### Provided information

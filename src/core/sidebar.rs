//! Sidebar list of past chats and the search that filters it.
//!
//! Every list request is numbered. A completion is applied only when it
//! carries the most recently issued number, so typing quickly can never leave
//! an older result on screen.

use tracing::{debug, warn};

use crate::api::{ApiError, ChatApi, ChatListItem};

/// Cosmetic row glyphs. All are a single terminal cell wide.
pub const ICON_PALETTE: [&str; 9] = ["◆", "●", "▲", "■", "◇", "○", "△", "□", "◈"];

#[derive(Debug, Clone, PartialEq, Eq)]
pub enum ListQuery {
    All,
    Search(String),
}

impl ListQuery {
    /// Blank terms mean the full list.
    pub fn for_term(term: &str) -> Self {
        let trimmed = term.trim();
        if trimmed.is_empty() {
            ListQuery::All
        } else {
            ListQuery::Search(trimmed.to_string())
        }
    }
}

#[derive(Debug, Clone, PartialEq, Eq)]
pub struct ListRequest {
    pub seq: u64,
    pub query: ListQuery,
}

#[derive(Debug, Clone, PartialEq, Eq)]
pub enum ListOutcome {
    Stale,
    Applied { items: usize },
    Failed(ApiError),
}

#[derive(Debug, Default)]
pub struct SidebarState {
    items: Vec<ChatListItem>,
    icons: Vec<&'static str>,
    search_term: String,
    selected: usize,
    latest_seq: u64,
    loading: bool,
}

impl SidebarState {
    pub fn items(&self) -> &[ChatListItem] {
        &self.items
    }

    pub fn icon(&self, index: usize) -> &'static str {
        self.icons
            .get(index)
            .copied()
            .unwrap_or(ICON_PALETTE[index % ICON_PALETTE.len()])
    }

    pub fn search_term(&self) -> &str {
        &self.search_term
    }

    pub fn selected(&self) -> usize {
        self.selected
    }

    pub fn selected_item(&self) -> Option<&ChatListItem> {
        self.items.get(self.selected)
    }

    pub fn is_loading(&self) -> bool {
        self.loading
    }

    fn issue(&mut self, query: ListQuery) -> ListRequest {
        self.latest_seq += 1;
        self.loading = true;
        ListRequest {
            seq: self.latest_seq,
            query,
        }
    }

    /// Requests the unfiltered list and clears the search term.
    pub fn request_all(&mut self) -> ListRequest {
        self.search_term.clear();
        self.issue(ListQuery::All)
    }

    /// Re-issues whatever the sidebar currently shows.
    pub fn request_current(&mut self) -> ListRequest {
        let query = ListQuery::for_term(&self.search_term);
        self.issue(query)
    }

    pub fn set_search_term(&mut self, term: impl Into<String>) -> ListRequest {
        self.search_term = term.into();
        self.request_current()
    }

    pub fn apply(&mut self, seq: u64, result: Result<Vec<ChatListItem>, ApiError>) -> ListOutcome {
        if seq != self.latest_seq {
            debug!(seq, latest = self.latest_seq, "discarding stale chat list");
            return ListOutcome::Stale;
        }
        self.loading = false;

        match result {
            Ok(mut items) => {
                sort_by_latest(&mut items);
                self.icons = shuffled_icons(items.len());
                self.items = items;
                self.selected = self.selected.min(self.items.len().saturating_sub(1));
                ListOutcome::Applied {
                    items: self.items.len(),
                }
            }
            Err(err) => {
                warn!(error = %err, "keeping previous chat list");
                ListOutcome::Failed(err)
            }
        }
    }

    pub fn select_next(&mut self) {
        if self.selected + 1 < self.items.len() {
            self.selected += 1;
        }
    }

    pub fn select_previous(&mut self) {
        self.selected = self.selected.saturating_sub(1);
    }
}

/// Newest first. Entries without a timestamp go last; ties keep server order.
pub fn sort_by_latest(items: &mut [ChatListItem]) {
    items.sort_by(|a, b| match (a.latest_time, b.latest_time) {
        (Some(a), Some(b)) => b.cmp(&a),
        (Some(_), None) => std::cmp::Ordering::Less,
        (None, Some(_)) => std::cmp::Ordering::Greater,
        (None, None) => std::cmp::Ordering::Equal,
    });
}

/// Assigns `count` icons by cycling through a freshly shuffled palette.
pub fn shuffled_icons(count: usize) -> Vec<&'static str> {
    let mut palette = ICON_PALETTE;
    let mut rng = XorShift::seeded();
    for i in (1..palette.len()).rev() {
        let j = rng.below(i + 1);
        palette.swap(i, j);
    }
    palette.iter().copied().cycle().take(count).collect()
}

struct XorShift(u64);

impl XorShift {
    fn seeded() -> Self {
        let mut bytes = [0u8; 8];
        if let Err(err) = getrandom::fill(&mut bytes) {
            debug!(%err, "falling back to a fixed icon seed");
        }
        // Zero would lock the generator.
        Self(u64::from_le_bytes(bytes) | 1)
    }

    fn next(&mut self) -> u64 {
        let mut x = self.0;
        x ^= x << 13;
        x ^= x >> 7;
        x ^= x << 17;
        self.0 = x;
        x
    }

    fn below(&mut self, bound: usize) -> usize {
        (self.next() % bound as u64) as usize
    }
}

pub async fn fetch_list(api: &dyn ChatApi, query: &ListQuery) -> Result<Vec<ChatListItem>, ApiError> {
    match query {
        ListQuery::All => api.get_chats().await,
        ListQuery::Search(keyword) => api.search_logs(keyword).await,
    }
}

#[cfg(test)]
mod tests {
    use super::*;
    use crate::api::{ApiErrorKind, ApiOperation};
    use crate::utils::test_utils::{chat_item, FakeApi};
    use std::collections::HashSet;

    #[test]
    fn applied_list_is_sorted_newest_first_and_stable() {
        let mut sidebar = SidebarState::default();
        let request = sidebar.request_all();

        sidebar.apply(
            request.seq,
            Ok(vec![
                chat_item("a", Some(100)),
                chat_item("b", None),
                chat_item("c", Some(300)),
                chat_item("d", Some(100)),
                chat_item("e", None),
            ]),
        );

        let keys: Vec<&str> = sidebar.items().iter().map(|i| i.unique_key.as_str()).collect();
        assert_eq!(keys, vec!["c", "a", "d", "b", "e"]);
        assert!(!sidebar.is_loading());
    }

    #[test]
    fn blank_search_is_a_full_list_request() {
        let mut sidebar = SidebarState::default();
        assert_eq!(sidebar.set_search_term("   ").query, ListQuery::All);
        assert_eq!(
            sidebar.set_search_term(" timeout ").query,
            ListQuery::Search("timeout".into())
        );
    }

    #[test]
    fn only_latest_request_is_applied() {
        let mut sidebar = SidebarState::default();
        let first = sidebar.set_search_term("a");
        let second = sidebar.set_search_term("ab");
        assert!(second.seq > first.seq);

        let applied = sidebar.apply(second.seq, Ok(vec![chat_item("ab", Some(2))]));
        assert_eq!(applied, ListOutcome::Applied { items: 1 });

        let stale = sidebar.apply(first.seq, Ok(vec![chat_item("a", Some(1))]));
        assert_eq!(stale, ListOutcome::Stale);
        assert_eq!(sidebar.items()[0].unique_key, "ab");
    }

    #[test]
    fn failure_keeps_previous_list() {
        let mut sidebar = SidebarState::default();
        let first = sidebar.request_all();
        sidebar.apply(first.seq, Ok(vec![chat_item("kept", Some(1))]));

        let second = sidebar.request_current();
        let outcome = sidebar.apply(
            second.seq,
            Err(ApiError::new(
                ApiOperation::ListChats,
                ApiErrorKind::Status(500),
                "boom",
            )),
        );

        assert!(matches!(outcome, ListOutcome::Failed(_)));
        assert_eq!(sidebar.items().len(), 1);
        assert!(!sidebar.is_loading());
    }

    #[test]
    fn selection_is_clamped_to_new_list() {
        let mut sidebar = SidebarState::default();
        let first = sidebar.request_all();
        sidebar.apply(
            first.seq,
            Ok(vec![
                chat_item("a", Some(3)),
                chat_item("b", Some(2)),
                chat_item("c", Some(1)),
            ]),
        );
        sidebar.select_next();
        sidebar.select_next();
        sidebar.select_next();
        assert_eq!(sidebar.selected(), 2);

        let second = sidebar.set_search_term("x");
        sidebar.apply(second.seq, Ok(vec![chat_item("x", Some(1))]));
        assert_eq!(sidebar.selected(), 0);
        assert_eq!(sidebar.selected_item().unwrap().unique_key, "x");
    }

    #[test]
    fn refetching_unchanged_list_keeps_order() {
        let chats = || {
            vec![
                chat_item("tie-1", Some(200)),
                chat_item("none-1", None),
                chat_item("old", Some(50)),
                chat_item("tie-2", Some(200)),
                chat_item("none-2", None),
                chat_item("new", Some(900)),
                chat_item("tie-3", Some(200)),
            ]
        };
        let keys = |sidebar: &SidebarState| -> Vec<String> {
            sidebar
                .items()
                .iter()
                .map(|item| item.unique_key.clone())
                .collect()
        };

        let mut sidebar = SidebarState::default();
        let first = sidebar.request_all();
        sidebar.apply(first.seq, Ok(chats()));
        let before = keys(&sidebar);

        let second = sidebar.request_current();
        assert_eq!(second.query, ListQuery::All);
        sidebar.apply(second.seq, Ok(chats()));

        assert_eq!(keys(&sidebar), before);
        assert_eq!(
            before,
            vec!["new", "tie-1", "tie-2", "tie-3", "old", "none-1", "none-2"]
        );
    }

    #[test]
    fn shuffled_icons_use_whole_palette_before_repeating() {
        let icons = shuffled_icons(ICON_PALETTE.len());
        let distinct: HashSet<&str> = icons.iter().copied().collect();
        assert_eq!(distinct.len(), ICON_PALETTE.len());

        let many = shuffled_icons(20);
        assert_eq!(many.len(), 20);
        assert_eq!(many[0], many[ICON_PALETTE.len()]);
    }

    #[tokio::test]
    async fn fetch_list_routes_by_query() {
        let api = FakeApi::default();
        api.set_chats(vec![chat_item("all", Some(1))]);
        api.set_search_results(vec![chat_item("hit", Some(1))]);

        let all = fetch_list(&api, &ListQuery::All).await.unwrap();
        let hits = fetch_list(&api, &ListQuery::Search("oom".into())).await.unwrap();

        assert_eq!(all[0].unique_key, "all");
        assert_eq!(hits[0].unique_key, "hit");
        assert_eq!(api.calls(), vec!["get_chats".to_string(), "search_logs oom".to_string()]);
    }
}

### Task goal
Copy out each line in the preceding records that contains "copied".

### Solution for this problem
            .copied()
    palette.iter().copied().cycle().take(count).collect()
        let distinct: HashSet<&str> = icons.iter().copied().collect();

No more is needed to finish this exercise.